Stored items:
use std::time::Duration;

use tracing::{debug, error, info, warn};

use bokkichat_core::{
    errors::Error, staging, Address, Connection, ConnectionOptions, Message, Result,
    TelegramBotSettings,
};

use crate::{normalize::normalize, BotApi, TeloxideBotApi};

/// Bot API connection that long-polls `getUpdates`.
///
/// Keeps a resume cursor (`update_id`): the offset of the next update that
/// has not been handed out yet.
pub struct TelegramBotConnection<A: BotApi = TeloxideBotApi> {
    settings: TelegramBotSettings,
    options: ConnectionOptions,
    api: A,
    address: Address,
    update_id: i64,
    closed: bool,
}

impl TelegramBotConnection {
    pub fn new(settings: TelegramBotSettings) -> Result<Self> {
        Self::with_options(settings, ConnectionOptions::default())
    }

    pub fn with_options(settings: TelegramBotSettings, options: ConnectionOptions) -> Result<Self> {
        let api = TeloxideBotApi::new(&settings.api_key)?;
        Self::with_api(settings, options, api)
    }
}

impl<A: BotApi> TelegramBotConnection<A> {
    /// Resolve the bot identity and seed the cursor with the head of the
    /// pending queue (0 when nothing is pending).
    pub fn with_api(settings: TelegramBotSettings, options: ConnectionOptions, api: A) -> Result<Self> {
        let address = Address::new(api.identity()?);
        let update_id = api
            .get_updates(None, None)?
            .first()
            .map(|u| u.update_id)
            .unwrap_or(0);
        debug!("bot {address} starts at update {update_id}");

        Ok(Self {
            settings,
            options,
            api,
            address,
            update_id,
            closed: false,
        })
    }

    /// Offset the next poll will ask for.
    pub fn update_id(&self) -> i64 {
        self.update_id
    }

    pub fn api(&self) -> &A {
        &self.api
    }

    fn ensure_open(&self) -> Result<()> {
        if self.closed {
            return Err(Error::Disconnected(format!("bot {} is closed", self.address)));
        }
        Ok(())
    }
}

impl<A: BotApi> Connection for TelegramBotConnection<A> {
    type Settings = TelegramBotSettings;

    fn settings(&self) -> &TelegramBotSettings {
        &self.settings
    }

    fn address(&self) -> Address {
        self.address.clone()
    }

    fn send(&mut self, message: &Message) -> Result<()> {
        self.ensure_open()?;
        info!("sending message to {}", message.receiver());

        let result = match message {
            Message::Text(m) => self.api.send_text(&m.receiver, &m.body),
            Message::Media(m) => {
                let staged = staging::stage_media(&self.options.temp_dir, &m.data)?;
                self.api
                    .send_media(&m.receiver, m.media_type, staged.path(), &m.caption)
            }
        };

        match result {
            Err(Error::Rejected(reason)) | Err(Error::Unauthorized(reason)) => {
                warn!("failed to send message to {}: {reason}", message.receiver());
                Ok(())
            }
            other => other,
        }
    }

    fn receive(&mut self) -> Result<Vec<Message>> {
        self.ensure_open()?;

        let updates = match self
            .api
            .get_updates(Some(self.update_id), Some(self.options.poll_timeout))
        {
            Ok(updates) => updates,
            Err(Error::Unauthorized(reason)) => {
                // A peer that blocked the bot can wedge this offset forever; step over it.
                warn!("poll at offset {} unauthorized: {reason}", self.update_id);
                self.update_id += 1;
                return Ok(Vec::new());
            }
            Err(Error::TimedOut(reason)) => {
                debug!("poll at offset {} timed out: {reason}", self.update_id);
                return Ok(Vec::new());
            }
            Err(e) => return Err(e),
        };

        // Committed only once the whole batch is through, so a failing
        // update leaves the earlier ones to be fetched again.
        let mut cursor = self.update_id;
        let mut messages = Vec::with_capacity(updates.len());
        for update in updates {
            cursor = cursor.max(update.update_id + 1);

            let Some(payload) = update.message else {
                debug!("update {} carries no message, skipping", update.update_id);
                continue;
            };

            match normalize(&self.api, &payload, &self.address) {
                Ok(message) => {
                    info!("received message from {}", message.sender());
                    debug!("{message}");
                    messages.push(message);
                }
                Err(Error::InvalidMessageData(reason)) => {
                    error!("skipping update {}: {reason}", update.update_id);
                }
                Err(e) if e.is_transient() || matches!(e, Error::Rejected(_)) => {
                    warn!("skipping update {}: {e}", update.update_id);
                }
                Err(e) => return Err(e),
            }
        }

        self.update_id = cursor;
        Ok(messages)
    }

    fn poll_interval(&self) -> Option<Duration> {
        Some(self.options.poll_interval)
    }

    fn close(&mut self) -> Result<()> {
        self.closed = true;
        Ok(())
    }
}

__Prompt__
Among the lines above, return those that hold the word "cursor".

__Written response__
/// Keeps a resume cursor (`update_id`): the offset of the next update that
    /// Resolve the bot identity and seed the cursor with the head of the
        let mut cursor = self.update_id;
            cursor = cursor.max(update.update_id + 1);
        self.update_id = cursor;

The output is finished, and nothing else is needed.